As a large atom, Nb improves the ability of the alloy to form amorphous, inhibits precipitation of the main crystalline phase in the amorphous precursor, and inhibits excessive growth of atoms and controls grain size during heat treatment. be able to. The addition of Nb improves the thermal stability of the amorphous phase and thus increases the nucleation activation energy and growth activation energy of the main crystalline phase α-Fe. The atomic content of Nb is controlled between 0.6 and 0.9 atomic percent.

Referring to FIG. 1, a scheme provided by embodiments herein may include the following steps.
1. Blending Blending may be done according to the composition shown in Fe _(100-abcdf) B _a Si _b P _c C _d Cu _e Nb _f . The required industrial raw materials are pure Fe, pure Cu, elemental Si, pure C, and Fe--B and Fe--P alloys, the purities of the raw materials are shown in Table 1.

2. Smelting Raw materials may be weighed according to their mass ratio and then put into a heating furnace (specifically a medium frequency induction heating furnace) for melting.
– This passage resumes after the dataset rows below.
//! Purpose: C ABI export bound by name from the managed-language standard library.
//! Exports: `playAudio` (unmangled, `void playAudio(const char *file_path)`).
//! Role: The single entry point the foreign binding links against.
//! Invariants: The symbol name and signature are fixed; bindings declare the same pair.
//! Invariants: Never unwinds or aborts into the host; failures are logged and swallowed.
//! Invariants: The string is forwarded byte-for-byte; encoding is not validated.
//! Notes: Library path, symbol, and bind mode come from `config::BridgeConfig::from_env`.
#![allow(non_snake_case)]

use std::ffi::{CStr, c_char};
use std::panic::{self, AssertUnwindSafe};
use std::path::PathBuf;
use std::sync::Once;

use tracing::{error, warn};

use crate::config::BridgeConfig;
use crate::core::error::{Error, ErrorKind};
use crate::core::invoke::invoke_named_entry_point;
use crate::core::loader::Loader;
use crate::core::native::NativeLoader;
use crate::core::request::InvocationRequest;
use crate::logging::init_tracing;

static LOGGING: Once = Once::new();

/// Plays `file_path` through the configured playback library.
///
/// `file_path` must be null or point to a NUL-terminated string that stays
/// valid for the duration of the call.
#[unsafe(no_mangle)]
pub extern "C" fn playAudio(file_path: *const c_char) {
    LOGGING.call_once(|| init_tracing("info"));

    let outcome = panic::catch_unwind(AssertUnwindSafe(|| {
        let config = BridgeConfig::from_env()?;
        play_audio_with(&NativeLoader, &config, file_path)
    }));
    match outcome {
        Ok(Ok(())) => {}
        Ok(Err(err)) => warn!(kind = ?err.kind(), error = %err, "playAudio failed"),
        Err(_) => error!("playAudio panicked"),
    }
}

pub(crate) fn play_audio_with<L: Loader>(
    loader: &L,
    config: &BridgeConfig,
    file_path: *const c_char,
) -> Result<(), Error> {
    let argument = borrow_c_str(file_path)?;
    let request = InvocationRequest::new(target_path(argument), &config.library, &config.symbol)
        .with_mode(config.mode);
    invoke_named_entry_point(loader, &request, argument)
}

fn borrow_c_str<'a>(input: *const c_char) -> Result<&'a CStr, Error> {
    if input.is_null() {
        return Err(Error::new(ErrorKind::Usage).with_message("file_path is null"));
    }
    // SAFETY: non-null and NUL-terminated per the exported contract.
    Ok(unsafe { CStr::from_ptr(input) })
}

#[cfg(unix)]
fn target_path(argument: &CStr) -> PathBuf {
    use std::ffi::OsStr;
    use std::os::unix::ffi::OsStrExt;
    PathBuf::from(OsStr::from_bytes(argument.to_bytes()))
}

#[cfg(not(unix))]
fn target_path(argument: &CStr) -> PathBuf {
    PathBuf::from(argument.to_string_lossy().into_owned())
}
//! Purpose: Per-call description of what to load, resolve, and check.
//! Exports: `InvocationRequest`, `DEFAULT_SYMBOL`, `path_argument`.
//! Invariants: Requests are built right before a call and never retained.
use std::ffi::CString;
use std::path::{Path, PathBuf};

use crate::core::error::{Error, ErrorKind};
use crate::core::loader::LoadMode;

/// Entry point exported by the playback library.
pub const DEFAULT_SYMBOL: &str = "av_playAudio";

#[derive(Clone, Debug, Eq, PartialEq)]
pub struct InvocationRequest {
    pub target: PathBuf,
    pub library: PathBuf,
    pub symbol: String,
    pub mode: LoadMode,
}

impl InvocationRequest {
    pub fn new(
        target: impl Into<PathBuf>,
        library: impl Into<PathBuf>,
        symbol: impl Into<String>,
    ) -> Self {
        Self {
            target: target.into(),
            library: library.into(),
            symbol: symbol.into(),
            mode: LoadMode::default(),
        }
    }

    pub fn with_mode(mut self, mode: LoadMode) -> Self {
        self.mode = mode;
        self
    }

    /// The target path as the C string forwarded to the entry point.
    pub fn target_argument(&self) -> Result<CString, Error> {
        path_argument(&self.target)
    }
}

/// Raw path bytes as a C string; fails only on an interior NUL.
pub fn path_argument(path: &Path) -> Result<CString, Error> {
    CString::new(path_bytes(path)).map_err(|err| {
        Error::new(ErrorKind::Usage)
            .with_message("path contains an interior NUL byte")
            .with_path(path)
            .with_source(err)
    })
}

#[cfg(unix)]
fn path_bytes(path: &Path) -> Vec<u8> {
    use std::os::unix::ffi::OsStrExt;
    path.as_os_str().as_bytes().to_vec()
}

#[cfg(not(unix))]
fn path_bytes(path: &Path) -> Vec<u8> {
    path.to_string_lossy().into_owned().into_bytes()
}

#[cfg(test)]
mod tests {
    use super::{DEFAULT_SYMBOL, InvocationRequest};
    use crate::core::error::ErrorKind;
    use crate::core::loader::LoadMode;

    #[test]
    fn new_request_binds_now() {
        let request = InvocationRequest::new("/tmp/song.mp3", "/tmp/libOSPort.so", DEFAULT_SYMBOL);
        assert_eq!(request.mode, LoadMode::Now);
        assert_eq!(request.symbol, "av_playAudio");
        assert_eq!(request.with_mode(LoadMode::Lazy).mode, LoadMode::Lazy);
    }

    #[test]
    fn target_argument_keeps_path_bytes() {
        let request = InvocationRequest::new("/tmp/my song.mp3", "/tmp/lib.so", DEFAULT_SYMBOL);
        let argument = request.target_argument().expect("argument");
        assert_eq!(argument.as_bytes(), b"/tmp/my song.mp3");
    }

    #[cfg(unix)]
    #[test]
    fn target_argument_forwards_non_utf8_bytes() {
        use std::ffi::OsStr;
        use std::os::unix::ffi::OsStrExt;
        use std::path::PathBuf;

        let target = PathBuf::from(OsStr::from_bytes(b"/tmp/\xffsong.mp3"));
        let request = InvocationRequest::new(target, "/tmp/lib.so", DEFAULT_SYMBOL);
        let argument = request.target_argument().expect("argument");
        assert_eq!(argument.as_bytes(), b"/tmp/\xffsong.mp3");
    }

    #[test]
    fn interior_nul_is_usage_error() {
        let request = InvocationRequest::new("/tmp/a\0b.mp3", "/tmp/lib.so", DEFAULT_SYMBOL);
        let err = request.target_argument().expect_err("nul");
        assert_eq!(err.kind(), ErrorKind::Usage);
    }
}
During the melting process an inert gas (such as argon) is introduced as a protective gas and after melting the material is left to rest for 30 minutes to ensure that the composition of the molten steel is homogeneous without segregation.

3. Single roll quenching for strip production Amorphous alloy thin strips can be produced by copper roll quenching method, that is, molten steel is poured at 1400-1500°C and amorphous nanocrystals are obtained by copper roll quenching method. A strip is obtained and the manufactured amorphous nanocrystalline strip is rolled into a loop. As an example, the inner diameter of the loop may be 65 mm and the outer diameter may be 70 mm. In embodiments herein, thin strips may also be referred to as strips.
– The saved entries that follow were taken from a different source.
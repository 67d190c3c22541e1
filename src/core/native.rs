//! Purpose: Platform loader backed by `libloading` (dlopen/dlsym/dlclose, LoadLibrary on Windows).
//! Exports: `NativeLoader`, `NativeLibrary`, `NativeEntry`.
//! Role: The production `Loader` used by the ABI export and the CLI.
//! Invariants: Loader diagnostics are carried verbatim in the error message.
//! Invariants: A symbol that resolves to a null address is reported as not found.
//! Notes: Resolution trusts the export to match `PlayFn`; a mismatched signature is
//! undefined behavior at call time and is not detected here.
use std::ffi::CStr;
use std::path::{Path, PathBuf};

use libloading::{Library, Symbol};

use crate::core::error::{Error, ErrorKind};
use crate::core::loader::{EntryPoint, LoadMode, LoadedLibrary, Loader, PlayFn};

#[derive(Clone, Copy, Debug, Default)]
pub struct NativeLoader;

#[derive(Debug)]
pub struct NativeLibrary {
    path: PathBuf,
    library: Library,
}

pub struct NativeEntry<'lib> {
    function: Symbol<'lib, PlayFn>,
}

impl Loader for NativeLoader {
    type Library = NativeLibrary;

    fn open(&self, path: &Path, mode: LoadMode) -> Result<NativeLibrary, Error> {
        // SAFETY: opening a library runs its initializers; the configured library is trusted.
        let library = unsafe { open_library(path, mode) }.map_err(|err| {
            let message = err.to_string();
            Error::new(ErrorKind::LibraryLoadFailed)
                .with_message(message)
                .with_path(path)
                .with_source(err)
        })?;
        Ok(NativeLibrary {
            path: path.to_path_buf(),
            library,
        })
    }
}

impl LoadedLibrary for NativeLibrary {
    type Entry<'lib> = NativeEntry<'lib>;

    fn path(&self) -> &Path {
        &self.path
    }

    fn resolve(&self, symbol: &str) -> Result<NativeEntry<'_>, Error> {
        // SAFETY: the export is trusted to have the `PlayFn` signature. `Option<PlayFn>`
        // shares the pointer layout and lets a null address surface as `None`.
        let resolved = unsafe { self.library.get::<Option<PlayFn>>(symbol.as_bytes()) }
            .map_err(|err| {
                let message = err.to_string();
                Error::new(ErrorKind::SymbolNotFound)
                    .with_message(message)
                    .with_path(&self.path)
                    .with_symbol(symbol)
                    .with_source(err)
            })?;
        let function = resolved.lift_option().ok_or_else(|| {
            Error::new(ErrorKind::SymbolNotFound)
                .with_message(format!("{symbol} resolved to a null address"))
                .with_path(&self.path)
                .with_symbol(symbol)
        })?;
        Ok(NativeEntry { function })
    }

    fn release(self) -> Result<(), Error> {
        let NativeLibrary { path, library } = self;
        library.close().map_err(|err| {
            let message = err.to_string();
            Error::new(ErrorKind::Internal)
                .with_message(message)
                .with_path(path)
                .with_source(err)
        })
    }
}

impl EntryPoint for NativeEntry<'_> {
    fn invoke(&self, argument: &CStr) {
        // SAFETY: `argument` is NUL-terminated and outlives the call; the callee is
        // trusted to match `PlayFn`.
        unsafe { (*self.function)(argument.as_ptr()) }
    }
}

#[cfg(unix)]
unsafe fn open_library(path: &Path, mode: LoadMode) -> Result<Library, libloading::Error> {
    use libloading::os::unix::Library as UnixLibrary;

    let binding = match mode {
        LoadMode::Now => libc::RTLD_NOW,
        LoadMode::Lazy => libc::RTLD_LAZY,
    };
    let library = unsafe { UnixLibrary::open(Some(path), binding | libc::RTLD_LOCAL) }?;
    Ok(library.into())
}

#[cfg(not(unix))]
unsafe fn open_library(path: &Path, _mode: LoadMode) -> Result<Library, libloading::Error> {
    unsafe { Library::new(path) }
}
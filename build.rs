//! Purpose: Compile the `av_playAudio` fixture into a real shared library for the test suite.
//! Role: Cargo build-script; drives the `cc`-discovered C compiler with `-shared`.
//! Invariants: `cargo:rerun-if-changed` covers the fixture source.
//! Invariants: Exposes the fixture path as `PLAYBRIDGE_FIXTURE_LIB` only when the build succeeded.
//! Invariants: A missing or failing C compiler is a warning, never a build failure.
//! Invariants: Fixture-dependent tests fail on Linux when the warning fires; elsewhere they skip.
//! Invariants: Uses only Cargo-provided env vars (e.g. `CARGO_MANIFEST_DIR`, `OUT_DIR`, `TARGET`).
use std::env;
use std::path::{Path, PathBuf};

fn main() {
    println!("cargo:rerun-if-changed=c/av_fixture.c");

    let target = env::var("TARGET").unwrap_or_default();
    if target.contains("windows") || target.contains("wasm") {
        return;
    }
    let (Some(manifest_dir), Some(out_dir)) = (
        env::var_os("CARGO_MANIFEST_DIR").map(PathBuf::from),
        env::var_os("OUT_DIR").map(PathBuf::from),
    ) else {
        return;
    };

    let source = manifest_dir.join("c").join("av_fixture.c");
    let output = out_dir.join(fixture_file_name(&target));
    match build_fixture(&source, &output, &target) {
        Ok(()) => println!(
            "cargo:rustc-env=PLAYBRIDGE_FIXTURE_LIB={}",
            output.display()
        ),
        Err(err) => warn_fixture_missing(&err, &target),
    }
}

fn warn_fixture_missing(err: &str, target: &str) {
    println!("cargo:warning=av_playAudio fixture library was NOT built: {err}");
    if target.contains("linux") {
        println!("cargo:warning=tests that load the fixture WILL FAIL on this host");
        println!("cargo:warning=install a C compiler or point CC at one, then rebuild");
    } else {
        println!("cargo:warning=tests that load the fixture will be skipped on this host");
    }
}

fn fixture_file_name(target: &str) -> &'static str {
    if target.contains("apple") {
        "libavfixture.dylib"
    } else {
        "libavfixture.so"
    }
}

fn build_fixture(source: &Path, output: &Path, target: &str) -> Result<(), String> {
    let compiler = cc::Build::new()
        .cargo_metadata(false)
        .try_get_compiler()
        .map_err(|err| err.to_string())?;
    let mut command = compiler.to_command();
    if target.contains("apple") {
        command.arg("-dynamiclib");
    } else {
        command.arg("-shared");
    }
    command.arg("-fPIC").arg("-fvisibility=hidden");
    command.arg(source).arg("-o").arg(output);

    let status = command
        .status()
        .map_err(|err| format!("failed to run {}: {err}", compiler.path().display()))?;
    if !status.success() {
        return Err(format!("{} exited with {status}", compiler.path().display()));
    }
    Ok(())
}
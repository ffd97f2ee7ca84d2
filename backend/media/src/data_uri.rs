//! Data-URI decoding for editor image payloads.
//!
//! Accepts exactly `data:image/<ext>;base64,<data>`. Every deviation from that
//! grammar is reported as a [`DataUriError`] before any bytes are decoded.

use std::sync::LazyLock;

use base64::{engine::general_purpose::STANDARD, Engine};
use bytes::Bytes;
use regex::Regex;
use thiserror::Error;

use crate::mime_detect::mime_for_extension;

static EXTENSION_RE: LazyLock<Regex> =
    LazyLock::new(|| Regex::new(r"^[A-Za-z0-9][A-Za-z0-9.+-]*$").unwrap());

const SCHEME: &str = "data:";
const IMAGE_PREFIX: &str = "image/";
const BASE64_MARKER: &str = ";base64";

#[derive(Debug, Error, PartialEq, Eq)]
pub enum DataUriError {
    #[error("payload is not a data URI")]
    NotADataUri,

    #[error("data URI has no ',' separator")]
    MissingSeparator,

    #[error("data URI is not base64 encoded (missing ';base64' marker)")]
    MissingBase64Marker,

    #[error("data URI media type \"{0}\" is not an image")]
    NotAnImage(String),

    #[error("invalid image extension \"{0}\"")]
    InvalidExtension(String),

    #[error("data URI carries no image data")]
    EmptyPayload,

    #[error("invalid base64 image data: {0}")]
    InvalidBase64(String),
}

/// An image decoded from a data URI.
#[derive(Debug, Clone, PartialEq, Eq)]
pub struct DecodedImage {
    /// Extension exactly as declared in the URI, e.g. `png` or `svg+xml`.
    pub extension: String,
    pub bytes: Bytes,
}

impl DecodedImage {
    pub fn mime_type(&self) -> &'static str {
        mime_for_extension(&self.extension)
    }
}

/// Parse and decode a `data:image/<ext>;base64,<data>` string.
pub fn decode_image_data_uri(input: &str) -> Result<DecodedImage, DataUriError> {
    let rest = input.strip_prefix(SCHEME).ok_or(DataUriError::NotADataUri)?;
    let (header, data) = rest.split_once(',').ok_or(DataUriError::MissingSeparator)?;

    let media_type = header
        .strip_suffix(BASE64_MARKER)
        .ok_or(DataUriError::MissingBase64Marker)?;
    let extension = media_type
        .strip_prefix(IMAGE_PREFIX)
        .ok_or_else(|| DataUriError::NotAnImage(media_type.to_string()))?;
    if !EXTENSION_RE.is_match(extension) {
        return Err(DataUriError::InvalidExtension(extension.to_string()));
    }

    // Browsers may wrap long payloads; whitespace is not part of the alphabet.
    let data: String = data.chars().filter(|c| !c.is_ascii_whitespace()).collect();
    if data.is_empty() {
        return Err(DataUriError::EmptyPayload);
    }
    let bytes = STANDARD
        .decode(data.as_bytes())
        .map_err(|e| DataUriError::InvalidBase64(e.to_string()))?;

    Ok(DecodedImage {
        extension: extension.to_string(),
        bytes: Bytes::from(bytes),
    })
}

/// Build a `data:image/<ext>;base64,<data>` string from raw bytes.
pub fn encode_image_data_uri(extension: &str, bytes: &[u8]) -> String {
    format!("{SCHEME}{IMAGE_PREFIX}{extension}{BASE64_MARKER},{}", STANDARD.encode(bytes))
}
use std::fmt;

use chrono::{DateTime, Utc};
use serde::{Deserialize, Serialize};

/// Identifier assigned by the document store to a stored document.
#[derive(Debug, Clone, Copy, PartialEq, Eq, Hash, PartialOrd, Ord, Serialize, Deserialize)]
#[serde(transparent)]
pub struct DocumentId(pub i64);

impl fmt::Display for DocumentId {
    fn fmt(&self, f: &mut fmt::Formatter<'_>) -> fmt::Result {
        write!(f, "{}", self.0)
    }
}

/// Identifier of a folder (container) in the document store.
#[derive(Debug, Clone, Copy, PartialEq, Eq, Hash, PartialOrd, Ord, Serialize, Deserialize)]
#[serde(transparent)]
pub struct FolderId(pub i64);

impl fmt::Display for FolderId {
    fn fmt(&self, f: &mut fmt::Formatter<'_>) -> fmt::Result {
        write!(f, "{}", self.0)
    }
}

/// A folder in the document store.
#[derive(Debug, Clone, PartialEq, Eq, Serialize, Deserialize)]
#[serde(rename_all = "camelCase")]
pub struct Folder {
    pub id: FolderId,
    pub name: String,
    pub parent_id: Option<FolderId>,
}

/// How the store treats a document name that already exists.
#[derive(Debug, Clone, Copy, PartialEq, Eq, Default, Serialize, Deserialize)]
#[serde(rename_all = "snake_case")]
pub enum UniquenessPolicy {
    /// Duplicate names are allowed.
    #[default]
    None,
    /// Reject a name already used by another document in the same folder.
    ForParent,
}

/// Document columns that can be written by a partial update.
#[derive(Debug, Clone, Copy, PartialEq, Eq, Hash, Serialize, Deserialize)]
#[serde(rename_all = "snake_case")]
pub enum DocumentField {
    Name,
    Extension,
}

/// A document record before it has been uploaded.
#[derive(Debug, Clone, PartialEq, Eq, Serialize, Deserialize)]
#[serde(rename_all = "camelCase")]
pub struct NewDocument {
    pub name: String,
    pub extension: String,
    pub parent_folder_id: FolderId,
}

impl NewDocument {
    pub fn new(name: impl Into<String>, extension: impl Into<String>, parent: FolderId) -> Self {
        Self {
            name: name.into(),
            extension: extension.into(),
            parent_folder_id: parent,
        }
    }
}

/// The current version of a stored document.
///
/// `size_bytes` stays `None` until the store has been asked to finalize the
/// size from the uploaded content.
#[derive(Debug, Clone, PartialEq, Eq, Serialize, Deserialize)]
#[serde(rename_all = "camelCase")]
pub struct DocumentRecord {
    pub id: DocumentId,
    pub name: String,
    pub extension: String,
    pub parent_folder_id: FolderId,
    pub size_bytes: Option<u64>,
    pub created_at: DateTime<Utc>,
    pub updated_at: DateTime<Utc>,
}

impl DocumentRecord {
    /// File name as served to clients, e.g. `Image 12.png`.
    pub fn file_name(&self) -> String {
        if self.extension.is_empty() {
            self.name.clone()
        } else {
            format!("{}.{}", self.name, self.extension)
        }
    }
}

/// Typed form of the rich-text editor's upload payload.
#[derive(Debug, Clone, PartialEq, Eq, Serialize, Deserialize)]
pub struct UploadRequest {
    /// `data:image/<ext>;base64,<data>`
    pub base64: String,
    #[serde(rename = "imageDestinationFolder")]
    pub image_destination_folder: FolderId,
}

/// Outcome returned to the editor: `{"docId": n}` or `{"error": "..."}`.
#[derive(Debug, Clone, PartialEq, Eq, Serialize, Deserialize)]
pub enum UploadResult {
    #[serde(rename = "docId")]
    DocId(DocumentId),
    #[serde(rename = "error")]
    Error(String),
}

impl UploadResult {
    pub fn is_success(&self) -> bool {
        matches!(self, Self::DocId(_))
    }

    pub fn doc_id(&self) -> Option<DocumentId> {
        match self {
            Self::DocId(id) => Some(*id),
            Self::Error(_) => None,
        }
    }
}

#[cfg(test)]
mod tests {
    use super::*;
    use serde_json::json;

    #[test]
    fn upload_result_wire_shape() {
        let ok = serde_json::to_value(UploadResult::DocId(DocumentId(42))).unwrap();
        assert_eq!(ok, json!({ "docId": 42 }));

        let err = serde_json::to_value(UploadResult::Error("boom".into())).unwrap();
        assert_eq!(err, json!({ "error": "boom" }));
    }

    #[test]
    fn upload_request_reads_editor_field_names() {
        let req: UploadRequest = serde_json::from_value(json!({
            "base64": "data:image/png;base64,aGVsbG8=",
            "imageDestinationFolder": 7
        }))
        .unwrap();
        assert_eq!(req.image_destination_folder, FolderId(7));
    }

    #[test]
    fn upload_request_rejects_non_integer_folder() {
        let res: Result<UploadRequest, _> = serde_json::from_value(json!({
            "base64": "data:image/png;base64,aGVsbG8=",
            "imageDestinationFolder": "seven"
        }));
        assert!(res.is_err());
    }

    #[test]
    fn file_name_joins_extension() {
        let now = Utc::now();
        let record = DocumentRecord {
            id: DocumentId(3),
            name: "Image 3".into(),
            extension: "png".into(),
            parent_folder_id: FolderId(1),
            size_bytes: None,
            created_at: now,
            updated_at: now,
        };
        assert_eq!(record.file_name(), "Image 3.png");
    }
}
4. Heat Treatment The amorphous alloy thin strips produced above may be subjected to a heat treatment. The heat treatment is sometimes referred to as a crystallization annealing treatment, which is intended to encourage the amorphous alloy to produce nanoscale grains such that an amorphous nanocrystalline alloy is produced. Specifically, during heat treatment or crystallization annealing, a temperature 20 to 30° C. higher than the first crystallization start temperature of the amorphous alloy is set as the heating target temperature. For example, the heating target temperature may be 420°C. As an example, in order to ensure uniform temperature rise, the heat treatment process of amorphous alloys is divided into two stages. In the first stage, the temperature of the amorphous alloy thin strip is raised to 280°C and held at this temperature for 2 hours. In the second stage, the temperature of the amorphous alloy thin strip is raised to the heating target temperature at a rate of 30°C/min and held at this temperature for 30-40 minutes. Finally, the temperature is lowered at a rate of 50° C./s, and an amorphous nanocrystalline alloy thin strip can be obtained after cooling to room temperature. To prevent oxidation during heat treatment, the heat treatment process is performed in an inert gas (such as argon) atmosphere.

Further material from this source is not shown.